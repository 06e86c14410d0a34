//! Tests for exit codes and output of the soccer-sql binary.

use super::common::run_binary;
use crate::integration::fixture;
use tempfile::tempdir;

#[test]
fn test_list_does_not_need_a_dataset() {
    let dir = tempdir().unwrap();
    let missing = dir.path().join("missing.sqlite");

    let (code, stdout, _) = run_binary(dir.path(), &[missing.to_str().unwrap(), "--list"]);

    assert_eq!(code, 0);
    assert!(stdout.contains("MULTI-TABLE JOIN"));
    assert!(stdout.contains("Unique seasons"));
    assert!(!missing.exists());
}

#[test]
fn test_missing_dataset_exits_with_one() {
    let dir = tempdir().unwrap();
    let missing = dir.path().join("missing.sqlite");

    let (code, stdout, stderr) = run_binary(dir.path(), &[missing.to_str().unwrap()]);

    assert_eq!(code, 1);
    assert!(stdout.is_empty());
    assert_eq!(stderr.matches("missing.sqlite").count(), 1, "{stderr}");
    assert!(!missing.exists());
}

#[test]
fn test_unknown_query_number_exits_with_one() {
    let dir = tempdir().unwrap();

    let (code, _, stderr) = run_binary(dir.path(), &["--only", "21"]);

    assert_eq!(code, 1);
    assert!(stderr.contains("21"));
}

#[tokio::test]
async fn test_full_run_exits_with_zero() {
    let dataset = fixture::standard().await;
    let dir = tempdir().unwrap();

    let (code, stdout, _) = run_binary(dir.path(), &[dataset.path.to_str().unwrap()]);

    assert_eq!(code, 0);
    assert!(stdout.contains("Query 1 [SELECT]"));
    assert!(stdout.contains("Query 20 [CASE]"));
    assert!(stdout.contains("20 of 20 queries succeeded, 0 failed"));
}

#[tokio::test]
async fn test_failed_query_exits_with_two() {
    let statements: Vec<&str> = fixture::SCHEMA
        .iter()
        .copied()
        .filter(|s| !s.contains("Player_Attributes"))
        .collect();
    let dataset = fixture::build_raw(&statements).await;
    let dir = tempdir().unwrap();

    let (code, stdout, _) = run_binary(dir.path(), &[dataset.path.to_str().unwrap()]);

    assert_eq!(code, 2);
    assert!(stdout.contains("19 of 20 queries succeeded, 1 failed"));
    assert!(stdout.contains("Player_Attributes"));
}

#[tokio::test]
async fn test_json_output_from_config_file() {
    let dataset = fixture::standard().await;
    let dir = tempdir().unwrap();
    std::fs::write(
        dir.path().join("config.toml"),
        format!(
            "[dataset]\npath = {:?}\n\n[output]\nformat = \"json\"\n",
            dataset.path.to_str().unwrap()
        ),
    )
    .unwrap();

    let (code, stdout, _) = run_binary(dir.path(), &["--only", "8"]);

    assert_eq!(code, 0);
    let parsed: serde_json::Value = serde_json::from_str(&stdout).unwrap();
    let items = parsed.as_array().unwrap();
    assert_eq!(items.len(), 1);
    assert_eq!(items[0]["concept"], "DISTINCT");
    assert_eq!(items[0]["row_count"], 4);
}

#[tokio::test]
async fn test_tables_flag_prints_schema() {
    let dataset = fixture::empty().await;
    let dir = tempdir().unwrap();

    let (code, stdout, _) = run_binary(
        dir.path(),
        &[dataset.path.to_str().unwrap(), "--tables", "--only", "1"],
    );

    assert_eq!(code, 0);
    assert!(stdout.contains("Player_Attributes"));
    assert!(stdout.contains("Query 1 [SELECT]"));
}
⁂
Brief
Nothing in the records should change when you repeat them all.

Answer to the problem
repository 06e86c14410d0a34
//! Tests for exit codes and output of the soccer-sql binary.

use super::common::run_binary;
use crate::integration::fixture;
use tempfile::tempdir;

#[test]
fn test_list_does_not_need_a_dataset() {
    let dir = tempdir().unwrap();
    let missing = dir.path().join("missing.sqlite");

    let (code, stdout, _) = run_binary(dir.path(), &[missing.to_str().unwrap(), "--list"]);

    assert_eq!(code, 0);
    assert!(stdout.contains("MULTI-TABLE JOIN"));
    assert!(stdout.contains("Unique seasons"));
    assert!(!missing.exists());
}

#[test]
fn test_missing_dataset_exits_with_one() {
    let dir = tempdir().unwrap();
    let missing = dir.path().join("missing.sqlite");

    let (code, stdout, stderr) = run_binary(dir.path(), &[missing.to_str().unwrap()]);

    assert_eq!(code, 1);
    assert!(stdout.is_empty());
    assert_eq!(stderr.matches("missing.sqlite").count(), 1, "{stderr}");
    assert!(!missing.exists());
}

#[test]
fn test_unknown_query_number_exits_with_one() {
    let dir = tempdir().unwrap();

    let (code, _, stderr) = run_binary(dir.path(), &["--only", "21"]);

    assert_eq!(code, 1);
    assert!(stderr.contains("21"));
}

#[tokio::test]
async fn test_full_run_exits_with_zero() {
    let dataset = fixture::standard().await;
    let dir = tempdir().unwrap();

    let (code, stdout, _) = run_binary(dir.path(), &[dataset.path.to_str().unwrap()]);

    assert_eq!(code, 0);
    assert!(stdout.contains("Query 1 [SELECT]"));
    assert!(stdout.contains("Query 20 [CASE]"));
    assert!(stdout.contains("20 of 20 queries succeeded, 0 failed"));
}

#[tokio::test]
async fn test_failed_query_exits_with_two() {
    let statements: Vec<&str> = fixture::SCHEMA
        .iter()
        .copied()
        .filter(|s| !s.contains("Player_Attributes"))
        .collect();
    let dataset = fixture::build_raw(&statements).await;
    let dir = tempdir().unwrap();

    let (code, stdout, _) = run_binary(dir.path(), &[dataset.path.to_str().unwrap()]);

    assert_eq!(code, 2);
    assert!(stdout.contains("19 of 20 queries succeeded, 1 failed"));
    assert!(stdout.contains("Player_Attributes"));
}

#[tokio::test]
async fn test_json_output_from_config_file() {
    let dataset = fixture::standard().await;
    let dir = tempdir().unwrap();
    std::fs::write(
        dir.path().join("config.toml"),
        format!(
            "[dataset]\npath = {:?}\n\n[output]\nformat = \"json\"\n",
            dataset.path.to_str().unwrap()
        ),
    )
    .unwrap();

    let (code, stdout, _) = run_binary(dir.path(), &["--only", "8"]);

    assert_eq!(code, 0);
    let parsed: serde_json::Value = serde_json::from_str(&stdout).unwrap();
    let items = parsed.as_array().unwrap();
    assert_eq!(items.len(), 1);
    assert_eq!(items[0]["concept"], "DISTINCT");
    assert_eq!(items[0]["row_count"], 4);
}

#[tokio::test]
async fn test_tables_flag_prints_schema() {
    let dataset = fixture::empty().await;
    let dir = tempdir().unwrap();

    let (code, stdout, _) = run_binary(
        dir.path(),
        &[dataset.path.to_str().unwrap(), "--tables", "--only", "1"],
    );

    assert_eq!(code, 0);
    assert!(stdout.contains("Player_Attributes"));
    assert!(stdout.contains("Query 1 [SELECT]"));
}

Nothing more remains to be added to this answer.